Hospital cites low volume and stretched resources
In Tuesday's notice, Providence said the pediatric unit averages fewer than two patients per day and that most children are discharged in under 48 hours. The hospital plans to convert the eight licensed pediatric beds to adult capacity to keep up with higher demand for adult inpatient care. Providence said the emergency department will continue to treat children around the clock and that outpatient pediatric services, along with Providence Medical Group pediatric teams, will remain in place.
How many children are affected
The Press Democrat reported that in 2025, Santa Rosa Memorial's emergency department treated 7,336 pediatric patients. That same year, 412 children were admitted to the pediatric unit, and 229 were transferred to higher-level Bay Area hospitals. The paper also reported that Memorial posted multi-million dollar operating deficits in recent fiscal years: roughly 56.8 million dollars in 2022–23, 42.3 million dollars in 2023–24, and 84.7 million dollars in 2024–25. Hospital officials told the outlet the unit's average daily census was about 1.9 patients.
Doctors and parents push back
Local pediatricians, nurses and members of the county Maternal, Child and Adolescent Health advisory board have blasted the decision, warning it will hit low income families and those on Medi Cal the hardest, according to reporting by ABC7. Providers told the station that sending children to San Francisco or Sacramento for inpatient care will mean longer ambulance rides and extra hotel or travel costs for parents who need to stay close to the hospital.

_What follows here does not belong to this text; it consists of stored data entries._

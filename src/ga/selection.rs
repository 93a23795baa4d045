//! Elitist selection by merge sort.
//!
//! The population is ordered ascending by fitness; the leading
//! `elite_count` chromosomes are then the elite. The sort is a
//! top-down merge sort over chromosome indices whose output depends only
//! on the fitness values: ties keep their relative order (the merge takes
//! from the left run on equality), so later phases always see the same
//! elite prefix for the same fitness vector.
//!
//! # References
//!
//! - Knuth (1998), *The Art of Computer Programming, Vol. 3*, §5.2.4

use super::population::Population;

/// Below this many elements the two halves are sorted on the current thread.
const PARALLEL_CUTOFF: usize = 4096;

/// Returns chromosome indices ordered ascending by `fitness`.
///
/// # Examples
///
/// ```
/// use u_tspga::ga::selection::sort_order;
///
/// let order = sort_order(&[3.0, 1.0, 2.0, 1.0], false);
/// assert_eq!(order, vec![1, 3, 2, 0]);
/// ```
pub fn sort_order(fitness: &[f32], parallel: bool) -> Vec<usize> {
    let mut order: Vec<usize> = (0..fitness.len()).collect();
    let mut buf = vec![0usize; fitness.len()];
    merge_sort(&mut order, &mut buf, fitness, parallel);
    order
}

/// Sorts `population` ascending by fitness, using `spare` as the target
/// buffer.
///
/// On return `population` holds the sorted chromosomes and `spare` holds
/// stale data of the same shape. Tours move together with their fitness.
pub fn sort_population(population: &mut Population, spare: &mut Population, parallel: bool) {
    let order = sort_order(&population.fitness, parallel);
    spare.gather_from(population, &order, parallel);
    std::mem::swap(population, spare);
}

fn merge_sort(order: &mut [usize], buf: &mut [usize], fitness: &[f32], parallel: bool) {
    let n = order.len();
    if n < 2 {
        return;
    }
    if n == 2 {
        if fitness[order[0]] > fitness[order[1]] {
            order.swap(0, 1);
        }
        return;
    }

    let mid = n / 2;
    {
        let (left, right) = order.split_at_mut(mid);
        let (buf_left, buf_right) = buf.split_at_mut(mid);
        if parallel && n >= PARALLEL_CUTOFF {
            rayon::join(
                || merge_sort(left, buf_left, fitness, parallel),
                || merge_sort(right, buf_right, fitness, parallel),
            );
        } else {
            merge_sort(left, buf_left, fitness, parallel);
            merge_sort(right, buf_right, fitness, parallel);
        }
    }

    merge(&order[..mid], &order[mid..], buf, fitness);
    order.copy_from_slice(buf);
}

/// Merges two sorted runs into `out`, preferring `left` on ties.
fn merge(left: &[usize], right: &[usize], out: &mut [usize], fitness: &[f32]) {
    let (mut i, mut j) = (0, 0);
    for slot in out.iter_mut() {
        let take_left =
            j == right.len() || (i < left.len() && fitness[left[i]] <= fitness[right[j]]);
        if take_left {
            *slot = left[i];
            i += 1;
        } else {
            *slot = right[j];
            j += 1;
        }
    }
}
//! Review session state machine.
//!
//! A session owns the queue of due cards for one sitting. Grading the
//! current card runs the scheduler and hands the updated card back so the
//! caller can persist it immediately; an abandoned session therefore loses
//! nothing. A lapsed card stays in the queue and comes around again within
//! the same sitting; any other grade retires it. The session is complete
//! once the queue empties.

use chrono::{DateTime, Utc};

use crate::error::{Result, SrsError};
use crate::scheduler::calculate_next_review;
use crate::types::{Card, Grade};

#[derive(Debug, Clone)]
pub struct ReviewSession {
    queue: Vec<Card>,
    position: usize,
    reviewed: u32,
    lapses: u32,
}

impl ReviewSession {
    /// Start a session over the due cards, front-most first. Refused when
    /// nothing is due.
    pub fn start(due: Vec<Card>) -> Result<Self> {
        if due.is_empty() {
            return Err(SrsError::NothingDue);
        }
        Ok(Self {
            queue: due,
            position: 0,
            reviewed: 0,
            lapses: 0,
        })
    }

    /// The card currently up for review, `None` once the session is done.
    pub fn current(&self) -> Option<&Card> {
        self.queue.get(self.position)
    }

    /// Cards still waiting in this sitting, the current one included.
    pub fn remaining(&self) -> usize {
        self.queue.len()
    }

    pub fn is_complete(&self) -> bool {
        self.queue.is_empty()
    }

    /// Grades handed out so far, lapses included.
    pub fn reviewed(&self) -> u32 {
        self.reviewed
    }

    /// How many of those grades were lapses.
    pub fn lapses(&self) -> u32 {
        self.lapses
    }

    /// Grade the current card and advance the queue. Returns the updated
    /// card for the caller to write back to its store.
    ///
    /// On `Again` the updated card replaces its queue slot, so a later
    /// pass within this sitting grades the reset state, and the session
    /// moves to the next card, wrapping around. Any other grade removes
    /// the card; when the position falls off the end it resets to the
    /// front.
    pub fn grade_current(&mut self, grade: Grade, now: DateTime<Utc>) -> Result<Card> {
        let card = match self.queue.get(self.position) {
            Some(card) => card,
            None => return Err(SrsError::SessionComplete),
        };

        let updated = calculate_next_review(card, grade, now);
        self.reviewed += 1;

        match grade {
            Grade::Again => {
                self.lapses += 1;
                self.queue[self.position] = updated.clone();
                self.position = (self.position + 1) % self.queue.len();
            }
            Grade::Hard | Grade::Good | Grade::Easy => {
                self.queue.remove(self.position);
                if self.position >= self.queue.len() {
                    self.position = 0;
                }
            }
        }

        Ok(updated)
    }
}
//! JSON-file persistence for the card collection.
//!
//! The whole collection lives in one file as a JSON array of cards, read
//! and written in full. Review progress is saved after every grade, so the
//! file is never more than one card behind.

use std::fs;
use std::path::{Path, PathBuf};

use chrono::{DateTime, Utc};
use thiserror::Error;
use zoya_core::Card;

/// Collection file used when neither `--file` nor `ZOYA_FILE` is set.
pub const DEFAULT_FILE: &str = "zoya_cards.json";

#[derive(Debug, Error)]
pub enum StoreError {
    #[error("storage error: {0}")]
    Io(#[from] std::io::Error),

    #[error("invalid card collection: {0}")]
    Parse(#[from] serde_json::Error),

    #[error("no card with id {0}")]
    CardNotFound(String),
}

/// Owns the card collection and its backing file.
#[derive(Debug)]
pub struct CardStore {
    path: PathBuf,
    cards: Vec<Card>,
}

impl CardStore {
    /// Load the collection from `path`. A missing file is an empty
    /// collection, not an error.
    pub fn load(path: &Path) -> Result<Self, StoreError> {
        let cards = if path.exists() {
            let raw = fs::read_to_string(path)?;
            serde_json::from_str(&raw)?
        } else {
            Vec::new()
        };
        tracing::debug!("loaded {} cards from {}", cards.len(), path.display());
        Ok(Self {
            path: path.to_path_buf(),
            cards,
        })
    }

    /// Write the whole collection back to disk, pretty-printed.
    pub fn save(&self) -> Result<(), StoreError> {
        let json = serde_json::to_string_pretty(&self.cards)?;
        fs::write(&self.path, json)?;
        tracing::debug!("saved {} cards to {}", self.cards.len(), self.path.display());
        Ok(())
    }

    pub fn cards(&self) -> &[Card] {
        &self.cards
    }

    pub fn add(&mut self, card: Card) {
        self.cards.push(card);
    }

    /// Replace the stored card carrying the same id.
    pub fn update(&mut self, card: Card) -> Result<(), StoreError> {
        match self.cards.iter_mut().find(|c| c.id == card.id) {
            Some(slot) => {
                *slot = card;
                Ok(())
            }
            None => Err(StoreError::CardNotFound(card.id.to_string())),
        }
    }

    /// Remove the card whose id renders as `id`; numeric ids match their
    /// decimal form.
    pub fn remove(&mut self, id: &str) -> Result<Card, StoreError> {
        match self.cards.iter().position(|c| c.id.to_string() == id) {
            Some(index) => Ok(self.cards.remove(index)),
            None => Err(StoreError::CardNotFound(id.to_string())),
        }
    }
}

/// Resolve the collection path: the `--file` flag wins, then `ZOYA_FILE`,
/// then [DEFAULT_FILE] in the working directory.
pub fn resolve_path(flag: Option<PathBuf>) -> PathBuf {
    flag.or_else(|| std::env::var_os("ZOYA_FILE").map(PathBuf::from))
        .unwrap_or_else(|| PathBuf::from(DEFAULT_FILE))
}

/// Current time truncated to whole milliseconds, the resolution stored on
/// disk.
pub fn now_ms() -> DateTime<Utc> {
    let now = Utc::now();
    DateTime::from_timestamp_millis(now.timestamp_millis()).unwrap_or(now)
}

Where kids will go instead
Providence has pointed families to UCSF Benioff Children's Hospital at its Mission Bay and Parnassus campuses, along with other Bay Area pediatric centers, as options for inpatient care, and says it will arrange transfers when necessary. The system also says Memorial's labor and delivery unit and its NICU will stay in Santa Rosa, locally staffed and overseen by UCSF neonatologists, according to Providence's notice.

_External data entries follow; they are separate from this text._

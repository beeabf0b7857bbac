//! Core types for the Zoya study application.

use std::fmt;

use chrono::{DateTime, Utc};
use serde::{Deserialize, Serialize};

use crate::error::{Result, SrsError};

/// Ease factor assigned to cards that have never been graded.
pub const DEFAULT_EASE_FACTOR: f64 = 2.5;

/// Floor the ease factor is clamped to after a successful review.
pub const MIN_EASE_FACTOR: f64 = 1.3;

fn default_ease_factor() -> f64 {
    DEFAULT_EASE_FACTOR
}

/// Recall grade for a single review.
#[derive(Debug, Clone, Copy, PartialEq, Eq, Serialize, Deserialize)]
#[serde(rename_all = "snake_case")]
pub enum Grade {
    Again,
    Hard,
    Good,
    Easy,
}

impl Grade {
    /// Convert to the numeric value used in prompts and exports (0-3).
    pub fn to_value(self) -> u8 {
        match self {
            Self::Again => 0,
            Self::Hard => 1,
            Self::Good => 2,
            Self::Easy => 3,
        }
    }

    /// Create from a numeric value, rejecting anything outside 0-3.
    pub fn from_value(value: u8) -> Result<Self> {
        match value {
            0 => Ok(Self::Again),
            1 => Ok(Self::Hard),
            2 => Ok(Self::Good),
            3 => Ok(Self::Easy),
            _ => Err(SrsError::InvalidGrade(value)),
        }
    }

    /// Map onto the five-point SM-2 quality scale. A lapse never reaches
    /// the ease-factor update, so `Again` sits at the bottom of the scale.
    pub fn quality(self) -> u8 {
        match self {
            Self::Again => 0,
            Self::Hard => 3,
            Self::Good => 4,
            Self::Easy => 5,
        }
    }
}

/// Card identifier. Cards created by hand in older collections carry
/// numeric ids (epoch timestamps); newer cards carry UUID strings. Both
/// shapes round-trip through JSON as-is.
#[derive(Debug, Clone, PartialEq, Eq, Hash, Serialize, Deserialize)]
#[serde(untagged)]
pub enum CardId {
    Number(i64),
    Text(String),
}

impl fmt::Display for CardId {
    fn fmt(&self, f: &mut fmt::Formatter<'_>) -> fmt::Result {
        match self {
            Self::Number(n) => write!(f, "{n}"),
            Self::Text(s) => f.write_str(s),
        }
    }
}

/// A study card: user-facing content plus the scheduling state the review
/// algorithm maintains.
///
/// The wire format is a camelCase JSON object. Scheduling fields missing
/// from the input take their new-card defaults, so content-only drafts
/// (for example AI-generated ones) deserialize cleanly.
#[derive(Debug, Clone, PartialEq, Serialize, Deserialize)]
#[serde(rename_all = "camelCase")]
pub struct Card {
    pub id: CardId,
    pub term: String,
    #[serde(default, skip_serializing_if = "Option::is_none")]
    pub chinese_translation: Option<String>,
    #[serde(default)]
    pub roots: String,
    #[serde(default)]
    pub synonyms: Vec<String>,
    #[serde(default)]
    pub layman: String,
    #[serde(default)]
    pub example: String,
    #[serde(default)]
    pub sentences: Vec<String>,
    #[serde(default)]
    pub definition: String,

    // Scheduling state. Written only by the scheduler after creation.
    #[serde(default)]
    pub interval: u32,
    #[serde(default)]
    pub repetition: u32,
    #[serde(default = "default_ease_factor")]
    pub ease_factor: f64,
    #[serde(
        default,
        with = "chrono::serde::ts_milliseconds_option",
        skip_serializing_if = "Option::is_none"
    )]
    pub next_review_date: Option<DateTime<Utc>>,
    #[serde(
        default,
        with = "chrono::serde::ts_milliseconds_option",
        skip_serializing_if = "Option::is_none"
    )]
    pub created_at: Option<DateTime<Utc>>,
}

impl Card {
    /// Create an unscheduled card. Scheduling fields start at their
    /// defaults; the first grading assigns a real review date.
    pub fn new(id: CardId, term: impl Into<String>, now: DateTime<Utc>) -> Self {
        Self {
            id,
            term: term.into(),
            chinese_translation: None,
            roots: String::new(),
            synonyms: Vec::new(),
            layman: String::new(),
            example: String::new(),
            sentences: Vec::new(),
            definition: String::new(),
            interval: 0,
            repetition: 0,
            ease_factor: DEFAULT_EASE_FACTOR,
            next_review_date: None,
            created_at: Some(now),
        }
    }

    /// True while the card has never been graded.
    pub fn is_new(&self) -> bool {
        self.interval == 0 && self.repetition == 0
    }
}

Part of a bigger national trend
A recent analysis in JAMA Pediatrics, summarized by Northwestern Medicine, found that nearly 30 percent of inpatient pediatric units across the country shut down between 2008 and 2022. Researchers and health system leaders cited a mix of low pediatric volumes, workforce shortages and financial pressures as key reasons pediatric hospital capacity is shrinking.
Uncertain future for families and staff
Providence says caregivers affected by the closure have been offered other roles within the system and that it will work with unions through the transition period. Union leaders counter that a reassignment is not the same as preserving pediatric expertise. The National Union of Healthcare Workers criticized the decision in an October statement, arguing that Providence has cut services in Sonoma County despite seeing financial gains. County advisers have pressed the system for a more detailed transition plan and noted that any move to repurpose licensed pediatric beds will need regulatory review, according to The Press Democrat.
For now, families are weighing the convenience of nearby emergency care against the loss of a neighborhood pediatric ward. County health officials say they will keep pushing Providence for specifics on transfer protocols, protections for healthcare workers and safeguards for low income patients as the March 2026 deadline approaches.